Mobile marketing campaigns are set to be utilised by increasing numbers of client-side marketers this year as strategists take advantage of the developments in mobile phone technology.
This is according to a survey from the Mobile Marketing Association (MMA) and the Association of National Advertisers (ANA), with 88 per cent of respondents announcing their intention to implement a mobile marketing strategy during 2011.
The poll also revealed that three-quarters of marketers intend to boost their mobile marketing budgets by 59 per cent when compared with last year’s expenditure. During 2010, 62 per cent of marketers used mobile marketing for brand awareness; a figure that’s expected to increase by 26 per cent over the course of this year.
Bob Liodice, the ANA’s president and chief executive officer, said the survey suggests that mobile is a “fast-growing platform” in the marketing industry, although admitted that it was a long way from realising its full potential.
“With the anticipated increase in adoption this year, we expect to see fresh, innovative approaches, increased brand-building success, and better accountability for this exciting channel,” he commented.
The growing number of smartphones has given rise to iPhone advertising strategies, with marketers encouraged by the fact that the release of the iPhone 4 last year was Apple’s most successful product launch. The smartphone, which has become something of a status symbol, has proven to be a marketer’s dream thanks to its large screen and incorporation of email and social media.
Respondents to the MMA and the ANA’s poll revealed that marketers were somewhat cautious about devising their own campaigns this year, suggesting that strategies are largely still in their infancy. While multi-national companies such as Coca-Cola and Target were widely praised for their mobile marketing proficiency, just 25 per cent of marketers rated their own mobile campaigns as “extremely” or “very” successful. A small majority, 53 per cent, said their mobile marketing campaigns had generated only “somewhat” successful results.
According to the MMA, this is largely because the potential of mobile marketing is yet to be realised.
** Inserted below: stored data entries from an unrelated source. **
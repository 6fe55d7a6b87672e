/// Compiled-unit cache
///
/// Process-wide mapping from identity key to compiled unit. Entries never
/// expire; they are dropped only by `invalidate` or `clear` (reload).
use std::collections::HashMap;
use std::sync::atomic::{AtomicU64, Ordering};
use std::sync::{Arc, Mutex, MutexGuard, PoisonError};

use super::cache_key::IdentityKey;
use super::engine::CompiledUnit;

type Slot = Arc<Mutex<Option<Arc<CompiledUnit>>>>;

/// Cache statistics
#[derive(Debug, Clone, Copy, PartialEq, Eq, Default)]
pub struct CacheStats {
    pub entries: usize,
    pub hits: u64,
    pub misses: u64,
}

/// Concurrency-safe compiled-unit cache.
///
/// Each key owns a slot with its own lock. `get_or_compile` holds the slot
/// lock while compiling, so concurrent callers for the same key wait for the
/// first compile instead of duplicating it. Different keys never contend
/// beyond the brief map lookup.
#[derive(Default)]
pub struct CompiledUnitCache {
    slots: Mutex<HashMap<IdentityKey, Slot>>,
    hits: AtomicU64,
    misses: AtomicU64,
}

fn lock<T>(mutex: &Mutex<T>) -> MutexGuard<'_, T> {
    // A panic while holding the lock leaves the data intact (insert/remove only)
    mutex.lock().unwrap_or_else(PoisonError::into_inner)
}

impl CompiledUnitCache {
    pub fn new() -> Self {
        Self::default()
    }

    /// Look up a compiled unit
    pub fn get(&self, key: &IdentityKey) -> Option<Arc<CompiledUnit>> {
        let slot = lock(&self.slots).get(key).cloned();
        let unit = match slot {
            Some(slot) => {
                let unit = lock(&slot).clone();
                unit
            }
            None => None,
        };

        match &unit {
            Some(_) => self.hits.fetch_add(1, Ordering::Relaxed),
            None => self.misses.fetch_add(1, Ordering::Relaxed),
        };

        unit
    }

    /// Store a compiled unit, replacing any previous entry for the key
    pub fn put(&self, key: IdentityKey, unit: Arc<CompiledUnit>) {
        let slot = self.slot(key);
        *lock(&slot) = Some(unit);
    }

    /// Return the cached unit for `key`, compiling and storing it on a miss.
    ///
    /// A failed compile stores nothing and the error is returned to the caller.
    pub fn get_or_compile<E, F>(&self, key: &IdentityKey, compile: F) -> Result<Arc<CompiledUnit>, E>
    where
        F: FnOnce() -> Result<CompiledUnit, E>,
    {
        let slot = self.slot(key.clone());
        let mut guard = lock(&slot);

        if let Some(unit) = guard.as_ref() {
            self.hits.fetch_add(1, Ordering::Relaxed);
            tracing::debug!(operation = "cache.get", status = "hit", key = %key, "Load code from cache");
            return Ok(unit.clone());
        }

        self.misses.fetch_add(1, Ordering::Relaxed);
        tracing::debug!(operation = "cache.get", status = "miss", key = %key, "compiling");

        let unit = Arc::new(compile()?);
        *guard = Some(unit.clone());
        Ok(unit)
    }

    /// Drop the entry for one key. Returns whether a unit was cached.
    pub fn invalidate(&self, key: &IdentityKey) -> bool {
        let removed = lock(&self.slots).remove(key);
        let Some(slot) = removed else {
            return false;
        };
        let was_cached = lock(&slot).is_some();
        was_cached
    }

    /// Drop every entry
    pub fn clear(&self) {
        let mut slots = lock(&self.slots);
        let count = slots.len();
        slots.clear();
        tracing::debug!(operation = "cache.clear", entry_count = count, "cache cleared");
    }

    /// Number of stored units
    pub fn len(&self) -> usize {
        let slots: Vec<Slot> = lock(&self.slots).values().cloned().collect();
        slots.iter().filter(|slot| lock(slot).is_some()).count()
    }

    pub fn is_empty(&self) -> bool {
        self.len() == 0
    }

    pub fn stats(&self) -> CacheStats {
        CacheStats {
            entries: self.len(),
            hits: self.hits.load(Ordering::Relaxed),
            misses: self.misses.load(Ordering::Relaxed),
        }
    }

    fn slot(&self, key: IdentityKey) -> Slot {
        lock(&self.slots).entry(key).or_default().clone()
    }
}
The campaign managers claiming a higher success rate tend to have used mobile marketing for longer, have made use of mobile’s individual platforms and have measured their mobile efforts by using a number of different metrics.
Mobile marketing covers a number of different platforms. According to the MMA and the ANA, the five most popular are mobile websites, mobile apps, mobile messaging and SMS, mobile display adverts and mobile search.
Greg Stuart, the MMA’s global chief executive officer, said the results of the research indicate that the marketing industry will continue to see “increased adoption and spending this year across all marketing platforms”.
“The MMA is committed to further establishing critical best practices and guidelines that create efficiencies and eliminate barriers for marketers to make mobile an indispensable part of their marketing mix,” he commented.
In the poll, marketers were asked to identify what they considered to be mobile marketing’s advantages. The most significant were portable, on-the-go access to the Internet, being able to deliver content and promotions while away from a desktop or laptop computer and the ability to sanction immediate consumer support.
Disadvantages were cited too; notably, a lack of mobile marketing understanding, a limited ability to boost return on investment and a dearth of metrics that allow mobile marketing to be allocated adequately within a far-reaching marketing mix.
There’s little doubt that mobile marketing can help a company to boost brand awareness. While marketing strategies on mobile platforms remain at a relatively early stage of development, it’s clear that the industry is going from strength to strength; which is testified by the MMA and the ANA’s survey results.